Physical characteristics
- Source: Sarginson Lake
- • location: Northern Saskatchewan Administration District
- • coordinates: 54°41′56″N 103°09′06″W﻿ / ﻿54.6989°N 103.1516°W
- Mouth: Saskatchewan River Delta
- • location: Northern Saskatchewan Administration District
- • coordinates: 54°07′15″N 102°51′04″W﻿ / ﻿54.1209°N 102.8512°W

Basin features
- River system: Saskatchewan River
- • left: Tulabi Brook; Balsam Brook;
- Waterbodies: Limestone Lake; Suggi Lake;

= Grassberry River =

River in Saskatchewan, Canada

Grassberry River is a river in the Canadian province of Saskatchewan. It begins at Sarginson Lake near Deschambault Lake, crosses Highway 106, and flows southward into an arm of the Saskatchewan River in the Saskatchewan River Delta.

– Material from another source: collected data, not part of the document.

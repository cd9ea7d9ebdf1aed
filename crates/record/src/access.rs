//! Item, slice and attribute access shared by templates and expressions.

use crate::Value;

impl Value {
    /// Element `index` of a list or character of a string; negative indices
    /// count from the end.
    pub fn index(&self, index: i64) -> Option<Value> {
        match self {
            Self::List(items) => resolve_index(items.len(), index).map(|i| items[i].clone()),
            Self::String(s) => {
                let len = s.chars().count();
                resolve_index(len, index).and_then(|i| s.chars().nth(i)).map(|c| Value::String(c.to_string()))
            },
            _ => None,
        }
    }

    /// `value[start:stop:step]` for lists and strings. `None` for any other
    /// type or a zero step.
    pub fn slice(&self, start: Option<i64>, stop: Option<i64>, step: Option<i64>) -> Option<Value> {
        let step = step.unwrap_or(1);
        if step == 0 {
            return None;
        }
        match self {
            Self::List(items) => {
                let picked = slice_indices(items.len(), start, stop, step).into_iter().map(|i| items[i].clone());
                Some(Value::List(picked.collect()))
            },
            Self::String(s) => {
                let chars: Vec<char> = s.chars().collect();
                let picked = slice_indices(chars.len(), start, stop, step).into_iter().map(|i| chars[i]);
                Some(Value::String(picked.collect()))
            },
            _ => None,
        }
    }

    /// Attribute access: map keys, and the components of a datetime.
    pub fn attr(&self, name: &str) -> Option<Value> {
        match self {
            Self::Map(map) => map.get(name).cloned(),
            Self::DateTime(dt) => Some(Value::Int(match name {
                "year" => i64::from(dt.year()),
                "month" => i64::from(u8::from(dt.month())),
                "day" => i64::from(dt.day()),
                "hour" => i64::from(dt.hour()),
                "minute" => i64::from(dt.minute()),
                "second" => i64::from(dt.second()),
                "microsecond" => i64::from(dt.microsecond()),
                _ => return None,
            })),
            _ => None,
        }
    }

    /// `value[key]`: integer keys index lists and strings, string keys look
    /// up maps.
    pub fn item(&self, key: &Value) -> Option<Value> {
        match (self, key) {
            (Self::Map(map), Self::String(k)) => map.get(k).cloned(),
            (Self::List(_) | Self::String(_), Self::Int(i)) => self.index(*i),
            (Self::List(_) | Self::String(_), Self::Bool(b)) => self.index(i64::from(*b)),
            _ => None,
        }
    }
}

fn resolve_index(len: usize, index: i64) -> Option<usize> {
    let len = i64::try_from(len).ok()?;
    let index = if index < 0 { index + len } else { index };
    (0..len).contains(&index).then_some(index as usize)
}

fn slice_indices(len: usize, start: Option<i64>, stop: Option<i64>, step: i64) -> Vec<usize> {
    let len = i64::try_from(len).unwrap_or(i64::MAX);
    let mut out = Vec::new();
    if step > 0 {
        let clamp = |v: i64| if v < 0 { (v + len).max(0) } else { v.min(len) };
        let (start, stop) = (start.map_or(0, clamp), stop.map_or(len, clamp));
        let mut i = start;
        while i < stop {
            out.push(i as usize);
            match i.checked_add(step) {
                Some(next) => i = next,
                None => break,
            }
        }
    } else {
        let clamp = |v: i64| if v < 0 { (v + len).max(-1) } else { v.min(len - 1) };
        let (start, stop) = (start.map_or(len - 1, clamp), stop.map_or(-1, clamp));
        let mut i = start;
        while i > stop {
            out.push(i as usize);
            match i.checked_add(step) {
                Some(next) => i = next,
                None => break,
            }
        }
    }
    out
}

The Saskatchewan River Delta is the largest inland delta in North America. In the delta, at the river's mouth, are two Indian reserves, Pine Bluff 20A and Pine Bluff 20B.

Lakes along the river's course include Limestone Lake, Hand Lake, Bigstone Lake, Riecke Lake, Acheninni Lake, Suggi Lake, and Windy Lake.